This three-part plan of action may well have emerged through happenstance over the years, but its intellectual coherence and the fact that its constituent elements are interdependent strongly suggest that it was consciously conceived sometime after 19 B.C. and the final pacification of Spain. It would have been intended as a broad framework to guide future military activity, if not as a precisely worked-out blueprint.

If this was the case, it is not too fanciful to guess that the plan’s inventor was the man who had won all of Augustus’ wars for him: the indispensable Agrippa.

Important changes were taking place in the “divine family,” with multiple consequences for its members and for Rome itself. The marriage in 21 B.C. between the daughter of the princeps, Julia, and Agrippa succeeded where Augustus and Livia had conspicuously failed: it produced two sons, “an heir and a spare.” (Two daughters, Julia and Agrippina, quickly followed.) Gaius was born in 20 B.C. and Lucius in 17. With the arrival of the second boy, Augustus adopted them both and brought them up in his house. They were known thereafter as Gaius Caesar and Lucius Caesar. It was as if they were the offspring of two fathers, with Julia playing only a subordinate role as a human incubator.

The dynastic intention was patent, but this time instead of one “Marcellus” there were two, doubling the chances of survival. This development has been presented as leaving Livia and her sons, Tiberius and Drusus, out in the cold. Concerned as ever to maintain the continuity of the bloodline, the princeps certainly did not see them as successors. It was widely suspected at the time that Livia would do everything she could to promote their cause, but there is no evidence that she schemed to subvert her husband’s settled intentions. Indeed, she would have been most unwise to allow any disharmony to appear between her and her husband. That Augustus is never recorded to have complained about her and that she remained in high favor throughout his life argue strongly for her loyalty and discretion.

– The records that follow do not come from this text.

//! Ollama `/api/generate` provider.
//!
//! The generate API takes one prompt string, so the conversation is folded
//! into `"{system}\n\nUser: {question}\n\nAssistant:"`.

use async_trait::async_trait;
use olpchat_core::error::{OlpChatError, Result};
use olpchat_core::traits::provider::{GenerateParams, Provider};
use olpchat_core::types::{Message, ProviderResponse, Role};
use serde_json::json;

use crate::http;
use crate::provider_registry::ProviderSettings;

pub struct OllamaProvider {
    settings: ProviderSettings,
    client: reqwest::Client,
}

impl OllamaProvider {
    pub fn new(settings: ProviderSettings) -> Result<Self> {
        let client = http::build_client(settings.timeout)?;
        Ok(Self { settings, client })
    }
}

/// Flatten chat messages into a single completion prompt.
pub fn render_prompt(messages: &[Message]) -> String {
    let mut prompt = String::new();
    for msg in messages {
        if !prompt.is_empty() {
            prompt.push_str("\n\n");
        }
        match msg.role {
            Role::System => prompt.push_str(&msg.content),
            Role::User => {
                prompt.push_str("User: ");
                prompt.push_str(&msg.content);
            }
            Role::Assistant => {
                prompt.push_str("Assistant: ");
                prompt.push_str(&msg.content);
            }
        }
    }
    prompt.push_str("\n\nAssistant:");
    prompt
}

#[async_trait]
impl Provider for OllamaProvider {
    fn name(&self) -> &str {
        &self.settings.name
    }

    async fn chat(&self, messages: &[Message], params: &GenerateParams) -> Result<ProviderResponse> {
        let mut body = json!({
            "model": self.settings.model,
            "prompt": render_prompt(messages),
            "stream": false,
        });
        let mut options = serde_json::Map::new();
        if let Some(temperature) = params.temperature {
            options.insert("temperature".into(), json!(temperature));
        }
        if let Some(max_tokens) = params.max_tokens {
            options.insert("num_predict".into(), json!(max_tokens));
        }
        if !options.is_empty() {
            body["options"] = options.into();
        }

        let json = http::post_json(&self.client, &self.settings, &body).await?;
        let content = json["response"].as_str().ok_or_else(|| {
            OlpChatError::Provider(format!("{}: missing 'response' field", self.settings.name))
        })?;

        Ok(ProviderResponse {
            content: Some(content.to_string()),
            finish_reason: json["done_reason"].as_str().map(String::from),
        })
    }
}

In any case, Tiberius and Drusus had nothing whatever to complain about. Twenty-five and twenty-one years old, respectively, they had already shown signs of talent and ambition and been rewarded for it. The princeps was inventive at making the best use of the human material at hand, and as always was more than willing to nurture and promote youth. He arranged for both his stepsons to be granted a special dispensation to hold office before the permitted minimum age and he gave them various challenging jobs. Tiberius’ marriage to Vipsania was a happy one. Relations with their stepfather were warm. Tiberius could be somewhat dour, but Drusus was universally popular.

Some undated letters of Augustus survive that speak of his affection for them both. On one occasion he describes to Tiberius how he and Drusus spent all day gambling during a public holiday, playing for high stakes (here, incidentally, he shows himself in an attractive light, for absolute rulers can be poor losers at games):

Your brother Drusus made fearful complaints about his luck, yet in the long run was not much out of pocket…. I lost twenty thousand sesterces; but that was because, asusual, I behaved with excessive sportsmanship. If I had dunned every player who had forfeited his stakes to me, or not handed over my legitimate winnings when dunned myself, I would have been at least fifty thousand to the good.

In another letter he replies to Tiberius’ good wishes: “My state of health is of little importance compared with yours. I pray that the gods will always keep you safe and sound for us, if they have not taken an utter aversion to Rome.”

Both young men showed an aptitude for the military life and generalship, qualities that the princeps had every intention of exploiting.

Events precipitated, or supplied the pretext for, initiation of the imperial grand strategy. In 17 B.C., Marcus Lollius, a venal, wealth-grabbing new man and a favorite of Augustus, suffered a defeat in Gaul at the hands of some Germanic tribes. The battle was of no real importance and the reverse was quickly avenged, but a legionary standard was lost.